The Arab League’s proposed Joint Arab Force looks likely to be used to intervene in the failed states in the Middle East, thus backing the important agenda of the majority surviving Arab powers to help restore working national governments in the current failed states and stop the slide into increasing anarchy.
This work has started with a series of different coalitions that have been adapted to the particular circumstances of the different countries where Arab forces are engaged. The new force will probably not replace the ad hoc coalition that has been assembled to fight Daesh (the self-proclaimed Islamic State of Iraq and the Levant) in Iraq as its membership reflects the complicated political balancing that includes some Arab states in the Iraq action but not others. It will probably not replace the Qatari and Saudi efforts to support the US in rebuilding the secular Syrian rebels.
But the new joint force could supplement the ad hoc coalition in Yemen fighting the Al Houthi rebels, as the backers of the joint force all agree that the Al Houthis need to be stopped. This week’s Arab summit in Sharm Al Shaikh defined the purpose of the new joint Arab defence force as to be deployed at the request of any Arab nation facing a national security threat and that it would also be used to combat terrorist groups.
The Joint force was not announced by the Arab League Secretary-General, Nabeel Al Arabi, but by the host, Egyptian President Abdul Fattah Al Sissi, who used his closing address to tell the world that the force would be set up. In his opening statement at the conference, Al Sissi had spoken of the need to fight terrorism in Libya and to arm the Libyan government, which has been interpreted as a hint to where the force might get its first deployment orders.
The details of the force remain unclear, but the structure and operational mechanism will be worked out by a high-level panel under the supervision of Arab chiefs-of-staff. But it does seem that it would be made of troops permanently assigned to the Joint force who would train together as a coherent unit. This would make it far more effective than if it was made up from units from different countries who met annually to train together.
Egyptian military and security officials have said that the force would be substantial and would consist of up to 40,000 elite troops backed by jet fighters, warships and light armour and would be based in either Cairo or Riyadh. Other commentators said it would be headquartered in Saudi Arabia.
Al Arabi later announced that the chiefs-of-staff would meet within a month and would have an additional three months to work out the details before presenting their proposal to a meeting of the Arab League’s Joint Defence Council. It is fortunate that the executive triumvirate of the Arab League’s former, present and next chairs (Kuwait, Egypt and Morocco) are all Sunni powers committed to the ideals of the new force.

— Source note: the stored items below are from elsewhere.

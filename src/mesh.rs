use serde::{Deserialize, Serialize};

use crate::geom::Point2;

/// Line geometry produced by extraction: a point list plus index pairs into it.
///
/// Every segment owns two fresh points, so `points.len() == 2 * lines.len()`
/// and `lines[k] == [2k, 2k + 1]` for meshes built by the extractor.
#[derive(Debug, Clone, PartialEq, Default, Serialize, Deserialize)]
pub struct ContourMesh {
    pub isovalue: f64,
    pub points: Vec<Point2>,
    pub lines: Vec<[usize; 2]>,
}

impl ContourMesh {
    pub fn new(isovalue: f64) -> Self {
        Self {
            isovalue,
            points: Vec::new(),
            lines: Vec::new(),
        }
    }

    /// Append a segment with two new sequential point ids.
    pub fn push_segment(&mut self, a: Point2, b: Point2) {
        let id = self.points.len();
        self.points.push(a);
        self.points.push(b);
        self.lines.push([id, id + 1]);
    }

    pub fn is_empty(&self) -> bool {
        self.lines.is_empty()
    }

    pub fn segment_count(&self) -> usize {
        self.lines.len()
    }

    /// Iterate segments as endpoint pairs.
    pub fn segments(&self) -> impl Iterator<Item = (Point2, Point2)> + '_ {
        self.lines
            .iter()
            .map(|&[a, b]| (self.points[a], self.points[b]))
    }
}

#[cfg(test)]
mod tests {
    use super::*;

    #[test]
    fn segments_get_sequential_ids() {
        let mut mesh = ContourMesh::new(1.5);
        mesh.push_segment(Point2::new(0.0, 0.0), Point2::new(1.0, 0.0));
        mesh.push_segment(Point2::new(1.0, 0.0), Point2::new(1.0, 1.0));

        assert_eq!(mesh.points.len(), 4);
        assert_eq!(mesh.lines, vec![[0, 1], [2, 3]]);
        let segs: Vec<_> = mesh.segments().collect();
        assert_eq!(segs[1], (Point2::new(1.0, 0.0), Point2::new(1.0, 1.0)));
    }
}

The new Arab force is being hailed as a great example of the Arab world finally taking action to defend itself and its ideals. But it will have to work hard to avoid the fate of the previous Arab force that got sucked into its local conflict with miserable results. It is easily forgotten that the Lebanese civil war had led the Arab League to form the Arab Deterrent Force in 1976 at the Arab Summit in Riyadh from a ‘token’ force into the Arab Deterrent Force of 30,000 troops of which 25,000 were Syrian.
But the Arab Deterrent Force had an unhappy legacy as by 1979, the Sudanese, Saudi, Libyan and UAE troops departed, leaving only the Syrians in place, who remained in Lebanon after their mandate expired and became the Syrian occupation that continued till 2005.
The new force is likely to be focused on restoring governments in countries that are wracked by civil war. It is both an expression of a new Arab determination to sort out the region’s issues themselves matched by a new sense that relying in particular on the Americans to come to the rescue will not work.
The post-Iraq faltering American military commitment to the region has led to Washington’s refusal to act over the Syrian government’s use of chemical weapons on its own people, America’s minimal commitment in Iraq and the Obama administration’s refusal to support action in Libya, which have all helped build a welcome determination that the Arabs have to be able to act on their own.
In addition to restoring order, the immediate context of the new Joint force is to resist Iranian expansionism and some of the possible actions may be designed to reinforce an Arab solution for Arab countries. But one glaring case where the new force will not be used is the Arab world’s longest struggle in Palestine. It is certain that the new force will not be directed to march into occupied Jerusalem, regardless of Israeli Prime Minister Benjamin Netanyahu’s continued occupation of Palestinian territory. There are limits to the new Arab activism.